■ **Work to complete**
Please copy, exactly as they appear below, the lines from the one containing "Ok(list.memories.into_iter().map(|m| m.id).collect())" through the one containing "fn options(&self) ->".

■ **Excerpted data**
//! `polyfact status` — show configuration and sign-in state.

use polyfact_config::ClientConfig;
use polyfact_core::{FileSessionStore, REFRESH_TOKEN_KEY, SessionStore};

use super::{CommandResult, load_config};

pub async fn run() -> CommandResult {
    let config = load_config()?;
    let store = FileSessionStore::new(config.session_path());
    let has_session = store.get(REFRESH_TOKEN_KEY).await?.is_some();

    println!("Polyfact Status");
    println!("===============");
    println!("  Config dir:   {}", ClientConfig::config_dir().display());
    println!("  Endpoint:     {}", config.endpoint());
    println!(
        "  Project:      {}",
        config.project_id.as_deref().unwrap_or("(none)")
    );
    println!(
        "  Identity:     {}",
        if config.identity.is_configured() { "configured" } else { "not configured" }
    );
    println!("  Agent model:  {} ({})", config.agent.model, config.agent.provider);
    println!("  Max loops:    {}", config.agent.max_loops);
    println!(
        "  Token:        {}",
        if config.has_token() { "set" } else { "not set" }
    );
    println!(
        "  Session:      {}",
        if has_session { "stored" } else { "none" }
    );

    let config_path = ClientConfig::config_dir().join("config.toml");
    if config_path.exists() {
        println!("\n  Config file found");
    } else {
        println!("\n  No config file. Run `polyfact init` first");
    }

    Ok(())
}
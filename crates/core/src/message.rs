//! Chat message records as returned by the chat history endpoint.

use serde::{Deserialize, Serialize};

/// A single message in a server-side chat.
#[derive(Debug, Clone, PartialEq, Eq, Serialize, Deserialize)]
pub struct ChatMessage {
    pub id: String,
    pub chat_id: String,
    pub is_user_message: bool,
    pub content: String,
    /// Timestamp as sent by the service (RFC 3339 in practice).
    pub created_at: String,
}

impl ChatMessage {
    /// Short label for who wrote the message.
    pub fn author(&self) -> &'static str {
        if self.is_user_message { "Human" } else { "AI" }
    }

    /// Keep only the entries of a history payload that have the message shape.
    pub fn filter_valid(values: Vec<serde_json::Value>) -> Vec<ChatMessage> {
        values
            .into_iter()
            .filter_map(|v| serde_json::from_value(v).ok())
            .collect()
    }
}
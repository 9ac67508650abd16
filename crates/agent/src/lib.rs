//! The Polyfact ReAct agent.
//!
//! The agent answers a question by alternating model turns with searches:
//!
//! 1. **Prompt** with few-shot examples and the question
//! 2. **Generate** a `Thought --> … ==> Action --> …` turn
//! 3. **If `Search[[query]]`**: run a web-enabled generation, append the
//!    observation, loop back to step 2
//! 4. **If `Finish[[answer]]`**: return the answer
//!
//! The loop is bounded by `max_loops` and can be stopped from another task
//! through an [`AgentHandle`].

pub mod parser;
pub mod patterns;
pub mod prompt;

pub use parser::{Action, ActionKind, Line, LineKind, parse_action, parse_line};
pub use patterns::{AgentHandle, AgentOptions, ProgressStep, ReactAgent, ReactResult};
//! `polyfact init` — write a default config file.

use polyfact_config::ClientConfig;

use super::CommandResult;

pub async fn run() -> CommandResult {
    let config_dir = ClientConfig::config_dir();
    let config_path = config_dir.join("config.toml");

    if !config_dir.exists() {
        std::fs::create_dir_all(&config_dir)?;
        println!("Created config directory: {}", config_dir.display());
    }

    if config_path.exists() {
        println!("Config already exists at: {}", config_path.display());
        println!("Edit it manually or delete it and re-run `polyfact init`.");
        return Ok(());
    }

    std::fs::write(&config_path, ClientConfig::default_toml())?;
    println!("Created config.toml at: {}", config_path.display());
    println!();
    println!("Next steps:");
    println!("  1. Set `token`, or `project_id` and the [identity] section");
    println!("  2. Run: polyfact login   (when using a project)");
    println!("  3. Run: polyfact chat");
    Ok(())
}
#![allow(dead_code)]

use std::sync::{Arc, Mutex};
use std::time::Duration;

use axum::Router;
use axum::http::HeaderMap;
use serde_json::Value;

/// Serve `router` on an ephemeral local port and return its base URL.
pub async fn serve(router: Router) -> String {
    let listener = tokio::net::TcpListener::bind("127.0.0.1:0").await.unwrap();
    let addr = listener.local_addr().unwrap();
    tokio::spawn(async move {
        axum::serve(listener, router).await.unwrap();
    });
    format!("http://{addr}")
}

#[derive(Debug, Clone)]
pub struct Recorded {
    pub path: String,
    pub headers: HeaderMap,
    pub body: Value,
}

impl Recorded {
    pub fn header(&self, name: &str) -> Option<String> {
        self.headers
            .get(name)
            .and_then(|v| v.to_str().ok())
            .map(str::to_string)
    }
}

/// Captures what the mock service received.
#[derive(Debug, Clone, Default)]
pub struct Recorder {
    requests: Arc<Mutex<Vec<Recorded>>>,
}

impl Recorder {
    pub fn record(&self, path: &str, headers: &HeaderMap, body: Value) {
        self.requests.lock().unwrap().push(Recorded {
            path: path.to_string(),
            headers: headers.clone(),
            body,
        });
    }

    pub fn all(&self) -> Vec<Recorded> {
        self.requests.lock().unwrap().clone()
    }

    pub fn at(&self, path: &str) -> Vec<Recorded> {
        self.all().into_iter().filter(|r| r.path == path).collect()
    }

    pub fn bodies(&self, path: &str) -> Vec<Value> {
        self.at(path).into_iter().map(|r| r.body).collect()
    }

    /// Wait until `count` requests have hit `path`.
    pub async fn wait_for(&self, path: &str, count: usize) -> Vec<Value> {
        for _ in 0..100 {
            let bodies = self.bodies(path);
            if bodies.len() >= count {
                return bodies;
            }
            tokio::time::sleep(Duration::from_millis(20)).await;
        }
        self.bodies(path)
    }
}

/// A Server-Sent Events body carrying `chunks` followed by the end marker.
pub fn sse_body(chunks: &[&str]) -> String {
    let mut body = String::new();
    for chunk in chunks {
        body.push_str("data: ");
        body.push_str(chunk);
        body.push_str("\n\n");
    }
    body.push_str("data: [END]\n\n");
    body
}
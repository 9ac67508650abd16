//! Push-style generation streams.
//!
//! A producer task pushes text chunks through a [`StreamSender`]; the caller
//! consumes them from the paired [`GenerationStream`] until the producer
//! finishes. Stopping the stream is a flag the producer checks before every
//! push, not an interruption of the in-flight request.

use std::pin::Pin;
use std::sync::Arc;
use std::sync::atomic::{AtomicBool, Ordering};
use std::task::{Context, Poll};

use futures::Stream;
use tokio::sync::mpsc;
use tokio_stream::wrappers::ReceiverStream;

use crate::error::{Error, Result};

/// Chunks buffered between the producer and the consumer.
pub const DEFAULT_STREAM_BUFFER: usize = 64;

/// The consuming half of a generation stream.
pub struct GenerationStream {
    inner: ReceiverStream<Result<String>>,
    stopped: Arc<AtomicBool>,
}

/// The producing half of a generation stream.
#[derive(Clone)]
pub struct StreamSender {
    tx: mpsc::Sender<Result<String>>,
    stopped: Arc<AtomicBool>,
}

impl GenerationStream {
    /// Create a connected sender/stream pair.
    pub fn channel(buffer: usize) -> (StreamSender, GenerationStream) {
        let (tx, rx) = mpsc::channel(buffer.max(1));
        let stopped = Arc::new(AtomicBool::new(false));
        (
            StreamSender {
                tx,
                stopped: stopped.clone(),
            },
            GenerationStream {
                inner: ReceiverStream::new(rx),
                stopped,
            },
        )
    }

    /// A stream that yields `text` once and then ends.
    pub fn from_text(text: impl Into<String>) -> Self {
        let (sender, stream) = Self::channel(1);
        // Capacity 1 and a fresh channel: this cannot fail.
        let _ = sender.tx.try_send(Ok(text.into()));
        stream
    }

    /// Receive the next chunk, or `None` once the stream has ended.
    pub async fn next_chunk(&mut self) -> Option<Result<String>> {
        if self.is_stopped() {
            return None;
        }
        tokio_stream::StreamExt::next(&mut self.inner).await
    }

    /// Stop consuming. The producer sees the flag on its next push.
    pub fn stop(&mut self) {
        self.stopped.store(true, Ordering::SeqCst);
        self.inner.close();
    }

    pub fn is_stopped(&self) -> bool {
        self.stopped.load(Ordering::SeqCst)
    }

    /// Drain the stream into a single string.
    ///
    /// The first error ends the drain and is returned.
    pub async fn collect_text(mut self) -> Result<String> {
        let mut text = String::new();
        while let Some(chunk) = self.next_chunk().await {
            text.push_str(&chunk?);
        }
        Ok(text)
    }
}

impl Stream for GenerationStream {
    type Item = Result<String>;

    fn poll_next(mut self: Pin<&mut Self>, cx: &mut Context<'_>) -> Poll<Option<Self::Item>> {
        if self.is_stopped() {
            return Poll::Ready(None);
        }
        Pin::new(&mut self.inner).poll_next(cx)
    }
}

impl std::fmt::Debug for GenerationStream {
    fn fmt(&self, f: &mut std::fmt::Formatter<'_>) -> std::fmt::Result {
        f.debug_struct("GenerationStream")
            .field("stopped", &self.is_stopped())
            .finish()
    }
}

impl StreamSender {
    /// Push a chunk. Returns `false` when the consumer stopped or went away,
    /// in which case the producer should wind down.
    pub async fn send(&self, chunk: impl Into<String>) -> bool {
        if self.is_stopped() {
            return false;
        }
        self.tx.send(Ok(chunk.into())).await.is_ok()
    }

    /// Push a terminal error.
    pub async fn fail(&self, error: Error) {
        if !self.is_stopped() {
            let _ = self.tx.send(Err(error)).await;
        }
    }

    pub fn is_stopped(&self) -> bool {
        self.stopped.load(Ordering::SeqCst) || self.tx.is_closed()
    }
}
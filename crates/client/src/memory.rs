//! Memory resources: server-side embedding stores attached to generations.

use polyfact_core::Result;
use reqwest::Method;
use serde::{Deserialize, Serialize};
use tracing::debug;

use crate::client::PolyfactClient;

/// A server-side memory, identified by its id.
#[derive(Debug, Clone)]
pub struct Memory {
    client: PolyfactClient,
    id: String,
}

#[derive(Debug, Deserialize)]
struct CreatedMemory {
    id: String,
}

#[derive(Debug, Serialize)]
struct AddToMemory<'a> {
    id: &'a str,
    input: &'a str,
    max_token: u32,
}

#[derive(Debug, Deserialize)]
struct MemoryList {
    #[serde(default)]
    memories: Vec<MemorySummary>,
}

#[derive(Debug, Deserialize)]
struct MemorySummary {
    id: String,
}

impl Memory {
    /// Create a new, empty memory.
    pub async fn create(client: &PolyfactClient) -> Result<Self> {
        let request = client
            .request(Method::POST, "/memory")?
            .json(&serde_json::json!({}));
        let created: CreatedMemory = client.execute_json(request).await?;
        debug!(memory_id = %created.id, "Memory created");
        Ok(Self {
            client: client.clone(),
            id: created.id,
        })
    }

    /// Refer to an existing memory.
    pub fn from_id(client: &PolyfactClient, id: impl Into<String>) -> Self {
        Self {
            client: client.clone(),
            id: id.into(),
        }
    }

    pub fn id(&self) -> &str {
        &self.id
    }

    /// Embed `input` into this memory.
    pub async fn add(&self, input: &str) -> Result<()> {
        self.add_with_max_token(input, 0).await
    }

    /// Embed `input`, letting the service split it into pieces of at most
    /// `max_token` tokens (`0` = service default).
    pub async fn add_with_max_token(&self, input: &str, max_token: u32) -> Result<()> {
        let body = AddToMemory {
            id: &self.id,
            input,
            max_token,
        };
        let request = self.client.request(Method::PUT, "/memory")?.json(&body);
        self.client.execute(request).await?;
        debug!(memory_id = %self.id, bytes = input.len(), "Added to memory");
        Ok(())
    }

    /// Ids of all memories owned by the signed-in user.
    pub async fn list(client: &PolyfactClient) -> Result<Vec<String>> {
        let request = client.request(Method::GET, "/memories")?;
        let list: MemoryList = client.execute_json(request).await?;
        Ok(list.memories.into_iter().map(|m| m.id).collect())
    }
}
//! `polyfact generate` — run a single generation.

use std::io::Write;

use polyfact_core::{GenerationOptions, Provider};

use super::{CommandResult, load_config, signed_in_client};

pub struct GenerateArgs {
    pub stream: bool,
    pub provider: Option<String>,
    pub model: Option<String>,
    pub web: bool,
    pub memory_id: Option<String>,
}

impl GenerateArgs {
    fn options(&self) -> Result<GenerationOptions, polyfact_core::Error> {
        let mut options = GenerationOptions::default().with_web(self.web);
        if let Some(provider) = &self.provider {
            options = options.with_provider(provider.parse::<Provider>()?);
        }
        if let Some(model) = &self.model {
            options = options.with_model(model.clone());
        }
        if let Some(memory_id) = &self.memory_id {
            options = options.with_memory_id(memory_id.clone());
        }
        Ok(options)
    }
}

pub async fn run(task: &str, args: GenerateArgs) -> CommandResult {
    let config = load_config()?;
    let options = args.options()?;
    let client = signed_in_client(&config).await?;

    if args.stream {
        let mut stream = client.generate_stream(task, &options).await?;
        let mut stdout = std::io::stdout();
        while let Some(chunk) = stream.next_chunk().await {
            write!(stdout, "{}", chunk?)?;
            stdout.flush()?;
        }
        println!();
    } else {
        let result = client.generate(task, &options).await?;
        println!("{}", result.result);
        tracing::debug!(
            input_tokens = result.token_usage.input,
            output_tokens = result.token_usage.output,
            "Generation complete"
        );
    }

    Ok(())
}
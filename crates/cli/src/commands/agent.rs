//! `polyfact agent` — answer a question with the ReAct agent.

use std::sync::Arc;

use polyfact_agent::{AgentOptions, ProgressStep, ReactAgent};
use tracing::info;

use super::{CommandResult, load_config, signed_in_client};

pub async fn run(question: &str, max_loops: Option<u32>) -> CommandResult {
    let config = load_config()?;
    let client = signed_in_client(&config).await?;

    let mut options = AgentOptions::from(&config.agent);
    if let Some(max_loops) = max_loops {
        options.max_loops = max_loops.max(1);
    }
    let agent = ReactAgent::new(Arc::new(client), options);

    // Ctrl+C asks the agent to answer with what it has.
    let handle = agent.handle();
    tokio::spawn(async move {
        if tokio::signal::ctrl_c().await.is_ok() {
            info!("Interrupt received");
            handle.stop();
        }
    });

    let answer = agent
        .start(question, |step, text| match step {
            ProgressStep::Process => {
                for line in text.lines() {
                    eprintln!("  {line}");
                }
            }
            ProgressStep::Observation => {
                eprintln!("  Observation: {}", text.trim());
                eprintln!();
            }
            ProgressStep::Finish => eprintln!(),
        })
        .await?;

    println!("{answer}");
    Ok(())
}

■ **Answer for the task**
        Ok(list.memories.into_iter().map(|m| m.id).collect())
    }
}
//! `polyfact generate` — run a single generation.

use std::io::Write;

use polyfact_core::{GenerationOptions, Provider};

use super::{CommandResult, load_config, signed_in_client};

pub struct GenerateArgs {
    pub stream: bool,
    pub provider: Option<String>,
    pub model: Option<String>,
    pub web: bool,
    pub memory_id: Option<String>,
}

impl GenerateArgs {
    fn options(&self) -> Result<GenerationOptions, polyfact_core::Error> {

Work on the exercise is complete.